First at Naked Under Leather in Manchester, and then at the Heavenly Social in London, Tom Rowlands and Ed Simons (The Chemical Brothers) DJ’d across the board, Balearic-style. There was already a rich history of dance music to plunder by the early 1990s, from old-skool hip hop to breakbeat house, through indie dance or northern soul, but Tom and Ed wanted to make their own mark. Their ‘Chemical Beats’ track is considered to be the first 1990s big-beat record, the ‘chemical generation’ already being a much-used term for post-acid house, ecstasy-using clubbers. The Chemical Brothers would draw on old hardcore sounds, breaks and, crucially, guitars for their own tracks. Recorded in 1996 with Oasis guitarist Noel Gallagher, ‘Setting Sun’ topped the UK charts, and the album it came from, Dig Your Own Hole, sold a million and helped convert a swathe of alt-rock fans to electronica.
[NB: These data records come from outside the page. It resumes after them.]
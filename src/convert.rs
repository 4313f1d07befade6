use chrono::{SecondsFormat, Utc};
use tracing::warn;

use crate::assets::AssetResolver;
use crate::model::{
    AutoResize, BackgroundType, Design, DesignBackground, DesignData, GridSettings,
    ImageProperties, ImageShadow, Layer, LayerBody, LegacyDocument, LegacyElement,
    LegacyElementProps, LegacyScene, LegacyTemplate, ShapeFill, ShapeProperties, TextProperties,
    Transform, ViewportSettings,
};

pub const DEFAULT_CANVAS_WIDTH: i64 = 1920;
pub const DEFAULT_CANVAS_HEIGHT: i64 = 1080;

/// Legacy documents can contain multiple scenes; only this one is
/// converted. Carried over from the original migration, not a bug.
pub const SCENE_INDEX: usize = 0;

/// The legacy encoding for a fully-transparent background.
pub const TRANSPARENT_SENTINEL: &str = "#0000";

/// Owner recorded on every migrated design.
pub const LEGACY_USER_ID: &str = "legacy_import";

#[derive(Debug, thiserror::Error)]
pub enum ConvertError {
    /// The embedded source JSON of one record failed to parse. Per-record:
    /// the caller counts it and moves on to the next row.
    #[error("template {template_id}: malformed source JSON: {reason}")]
    MalformedSource { template_id: i64, reason: String },
}

/// Converts one legacy row into a normalized `Design`.
///
/// Deterministic for identical input and filesystem state. Image elements
/// trigger exactly one resolver call each; every other failure mode inside
/// an element drops that layer without failing the record.
pub fn convert_template(
    record: &LegacyTemplate,
    resolver: &AssetResolver,
) -> Result<Design, ConvertError> {
    let doc: LegacyDocument =
        serde_json::from_str(&record.source_json).map_err(|e| ConvertError::MalformedSource {
            template_id: record.id,
            reason: e.to_string(),
        })?;

    let (width, height) = canvas_dimensions(&doc);
    let scene = doc.scenes.get(SCENE_INDEX);

    let hash = record.hash.trim();
    let id = if hash.is_empty() {
        format!("template_{}", record.id)
    } else {
        hash.to_string()
    };
    let template_ctx = (!hash.is_empty()).then_some(hash);

    let name = record
        .title
        .clone()
        .filter(|t| !t.trim().is_empty())
        .unwrap_or_else(|| format!("Template {}", record.id));

    let layers = match scene {
        Some(s) => convert_layers(record.id, s, width, height, template_ctx, resolver),
        None => Vec::new(),
    };

    let now = Utc::now().to_rfc3339_opts(SecondsFormat::Millis, true);
    let created = record
        .created_at
        .clone()
        .filter(|t| !t.trim().is_empty());
    let modified = record
        .modified_at
        .clone()
        .filter(|t| !t.trim().is_empty());
    let created_at = created.clone().unwrap_or_else(|| now.clone());
    let updated_at = modified.or(created).unwrap_or(now);

    Ok(Design {
        id,
        name: name.clone(),
        title: name,
        description: build_description(record.category.as_deref(), record.tags.as_deref()),
        data: convert_design_data(scene),
        layers,
        thumbnail: template_ctx.map(|h| format!("/cache/tpl/previews/{}.jpg", h)),
        width,
        height,
        user_id: LEGACY_USER_ID.to_string(),
        project_id: None,
        is_public: record.is_public == "1",
        created_at,
        updated_at,
    })
}

/// Canvas size from the document's `sz` pair, defaulting to 1920x1080 when
/// the pair is absent. Entries that fail to parse become 0; the legacy data
/// genuinely contains such rows and they must convert rather than crash.
fn canvas_dimensions(doc: &LegacyDocument) -> (i64, i64) {
    let Some(sz) = doc.canvas_size.as_ref() else {
        return (DEFAULT_CANVAS_WIDTH, DEFAULT_CANVAS_HEIGHT);
    };
    (parse_dimension(sz.first()), parse_dimension(sz.get(1)))
}

fn parse_dimension(v: Option<&serde_json::Value>) -> i64 {
    let Some(v) = v else { return 0 };
    if let Some(n) = v.as_i64() {
        return n;
    }
    if let Some(f) = v.as_f64() {
        return f as i64;
    }
    v.as_str()
        .and_then(|s| s.trim().parse::<i64>().ok())
        .unwrap_or(0)
}

pub fn build_description(category: Option<&str>, tags: Option<&str>) -> Option<String> {
    let mut parts: Vec<String> = Vec::new();
    if let Some(cat) = category.filter(|c| !c.trim().is_empty()) {
        parts.push(format!("Category: {}", cat));
    }
    if let Some(tags) = tags.filter(|t| !t.trim().is_empty()) {
        parts.push(format!("Tags: {}", tags));
    }
    if parts.is_empty() {
        None
    } else {
        Some(parts.join(" | "))
    }
}

fn convert_design_data(scene: Option<&LegacyScene>) -> DesignData {
    let bg = scene.and_then(|s| s.background.as_ref());
    let raw_color = bg.and_then(|b| b.color.as_deref());
    DesignData {
        background_color: raw_color.unwrap_or("#ffffff").to_string(),
        background: convert_background(raw_color),
        grid_settings: GridSettings::default(),
        viewport_settings: ViewportSettings::default(),
    }
}

/// Absent backgrounds become solid white; the legacy transparent sentinel
/// maps to the semantic value; any other literal passes through untouched.
fn convert_background(color: Option<&str>) -> DesignBackground {
    let color = match color {
        None => "#ffffff".to_string(),
        Some(TRANSPARENT_SENTINEL) => "transparent".to_string(),
        Some(c) => c.to_string(),
    };
    DesignBackground {
        kind: BackgroundType::Solid,
        color: Some(color),
        gradient: None,
    }
}

fn convert_layers(
    template_id: i64,
    scene: &LegacyScene,
    canvas_w: i64,
    canvas_h: i64,
    template_ctx: Option<&str>,
    resolver: &AssetResolver,
) -> Vec<Layer> {
    let mut layers = Vec::with_capacity(scene.elements.len());
    for (index, element) in scene.elements.iter().enumerate() {
        if let Some(layer) = convert_element(
            template_id,
            element,
            index,
            canvas_w,
            canvas_h,
            template_ctx,
            resolver,
        ) {
            layers.push(layer);
        }
    }
    layers
}

/// Dispatch on the element kind. Skip-don't-fail: unknown kinds and
/// unresolvable images log a warning and return None; the record keeps
/// converting with one fewer layer.
fn convert_element(
    template_id: i64,
    element: &LegacyElement,
    index: usize,
    canvas_w: i64,
    canvas_h: i64,
    template_ctx: Option<&str>,
    resolver: &AssetResolver,
) -> Option<Layer> {
    let props = element.prop.as_ref()?;

    let name = element
        .name
        .clone()
        .filter(|n| !n.trim().is_empty())
        .unwrap_or_else(|| format!("Layer {}", index + 1));

    let body = match element.alias.as_deref() {
        Some("shape") if props.sym.as_deref() == Some("text") => {
            LayerBody::Text(convert_text_properties(props))
        }
        Some("shape") => LayerBody::Shape(convert_shape_properties(props)),
        Some("images") => {
            let Some(src) = props.src.as_deref() else {
                warn!(template = template_id, index, "image element has no source, dropping layer");
                return None;
            };
            match resolver.resolve(src, template_ctx) {
                Ok(public) => LayerBody::Image(convert_image_properties(public, &name)),
                Err(e) => {
                    warn!(
                        template = template_id,
                        index,
                        src,
                        reason = %e,
                        "image source unresolvable, dropping layer"
                    );
                    return None;
                }
            }
        }
        other => {
            warn!(
                template = template_id,
                index,
                kind = other.unwrap_or("<none>"),
                "unknown element kind, skipping"
            );
            return None;
        }
    };

    Some(Layer {
        id: layer_id(props.uid.as_deref(), index),
        name,
        visible: props.noshow != Some(1),
        locked: false,
        transform: convert_transform(props, canvas_w, canvas_h),
        // An explicit z of 0 is a real position, only absence falls back.
        z_index: props.z.unwrap_or(index as i64),
        body,
    })
}

/// Layer ids come from the `<prefix>_<number>` uid field. Absent,
/// unparsable or zero suffixes fall back to index+1 (the original treated a
/// parsed 0 as missing).
fn layer_id(uid: Option<&str>, index: usize) -> i64 {
    uid.and_then(|u| u.split('_').nth(1))
        .and_then(|n| n.parse::<i64>().ok())
        .filter(|n| *n != 0)
        .unwrap_or(index as i64 + 1)
}

fn convert_transform(props: &LegacyElementProps, canvas_w: i64, canvas_h: i64) -> Transform {
    Transform {
        x: percent_to_pixel(props.left, canvas_w),
        y: percent_to_pixel(props.top, canvas_h),
        width: percent_to_pixel(props.w, canvas_w),
        height: percent_to_pixel(props.h, canvas_h),
        rotation: props.r.unwrap_or(0.0),
        scale_x: 1.0,
        scale_y: 1.0,
        skew_x: 0.0,
        skew_y: 0.0,
        // Raw 0 stays 0.0 (fully transparent); only absence defaults to 10.
        opacity: props.opacity.unwrap_or(10.0) / 10.0,
    }
}

/// Legacy positions are percentages of the canvas (0-100). Missing or
/// non-numeric values yield 0.
pub fn percent_to_pixel(percent: Option<f64>, canvas: i64) -> i64 {
    match percent {
        Some(p) => (p / 100.0 * canvas as f64).round() as i64,
        None => 0,
    }
}

/// Colors either pass through (`#...` and `rgba(...)` literals), map the
/// transparent sentinel, or collapse to black. No hex-length validation.
pub fn normalize_color(raw: Option<&str>, default: &str) -> String {
    match raw {
        None => default.to_string(),
        Some(TRANSPARENT_SENTINEL) => "transparent".to_string(),
        Some(c) if c.starts_with("rgba(") => c.to_string(),
        Some(c) if c.starts_with('#') => c.to_string(),
        Some(_) => "#000000".to_string(),
    }
}

fn convert_text_properties(props: &LegacyElementProps) -> TextProperties {
    let raw_color = props
        .color
        .as_deref()
        .or_else(|| props.background.as_ref().and_then(|b| b.color.as_deref()));
    TextProperties {
        text: props.text.clone().unwrap_or_default(),
        font_family: props.font.clone().unwrap_or_else(|| "Arial".to_string()),
        font_size: props.size.unwrap_or(16.0),
        font_weight: if props.type_marker.as_deref() == Some("bold") {
            "bold".to_string()
        } else {
            "normal".to_string()
        },
        font_style: "normal".to_string(),
        text_align: props.align.clone().unwrap_or_else(|| "left".to_string()),
        color: normalize_color(raw_color, "#000000"),
        line_height: props.line.unwrap_or(1.2),
        letter_spacing: props.spacing.unwrap_or(0.0),
        text_decoration: "none".to_string(),
        auto_resize: AutoResize::default(),
    }
}

/// Legacy shapes carry no usable stroke or border data, so every shape
/// becomes a zero-stroke rectangle.
fn convert_shape_properties(props: &LegacyElementProps) -> ShapeProperties {
    let fill_color = props.background.as_ref().and_then(|b| b.color.as_deref());
    ShapeProperties {
        shape_type: "rectangle".to_string(),
        fill: ShapeFill {
            kind: BackgroundType::Solid,
            color: normalize_color(fill_color, "#000000"),
            opacity: 1.0,
        },
        stroke: "#000000".to_string(),
        stroke_width: 0.0,
        stroke_opacity: 1.0,
        corner_radius: 0.0,
        sides: 4,
        points: 5,
        inner_radius: 0.5,
        x1: 0.0,
        y1: 0.0,
        x2: 100.0,
        y2: 100.0,
    }
}

fn convert_image_properties(src: String, alt: &str) -> ImageProperties {
    ImageProperties {
        src,
        alt: alt.to_string(),
        object_position: "center".to_string(),
        preserve_aspect_ratio: true,
        quality: 80,
        scale_mode: "fill".to_string(),
        blur: 0.0,
        brightness: 1.0,
        contrast: 1.0,
        saturation: 1.0,
        hue: 0.0,
        sepia: 0.0,
        grayscale: 0.0,
        invert: 0.0,
        shadow: ImageShadow::default(),
        flip_x: false,
        flip_y: false,
    }
}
A former bassist in The Housemartins, Norman Cook had been dabbling in dance music since the mid-1980s, first fronting the dub-a-delic band Beats International, then putting out house records under names such as Mighty Dub Katz and Pizzaman. Legend has it that Norman Cook (Fatboy Slim) took fellow Brighton pal Damian Harris to the amyl nitrate-fuelled Heavenly Social in London to give the Midfield General (Harris) a vision for his new label, Skint. They soon started a night in their seaside hometown, with Norman as resident – the Big Beat Boutique.

While some dance music innovations inevitably became clichés, the big beat DJs kept ahead of the pack with their interest in technological developments. Crescendos, explosions, time-stretching, sirens, huge hip hop samples – no quick-fix trick was too much for the emerging sound, which would often come out as kitsch in-synch. This was blasphemy for some, a dumbing-down of refined electronic tweakery that turned dance music into pub rock, but its importance in converting rock doubters to dance music is inestimable.

Party Time

Big beat also re-introduced a sense of fun to a dance scene that had become quite po-faced and studied. Trainspotting trip hop or chin-stroking, obscure European electronica was all very well, but hardly the heady ‘abandon and party’ spirit of original acid house. Big beat’s ‘Fuck art, let’s party’ ethos would soon lead to a number of other artists, DJs and labels banding together under this umbrella – although virtually everybody soon professed disdain for the terminology.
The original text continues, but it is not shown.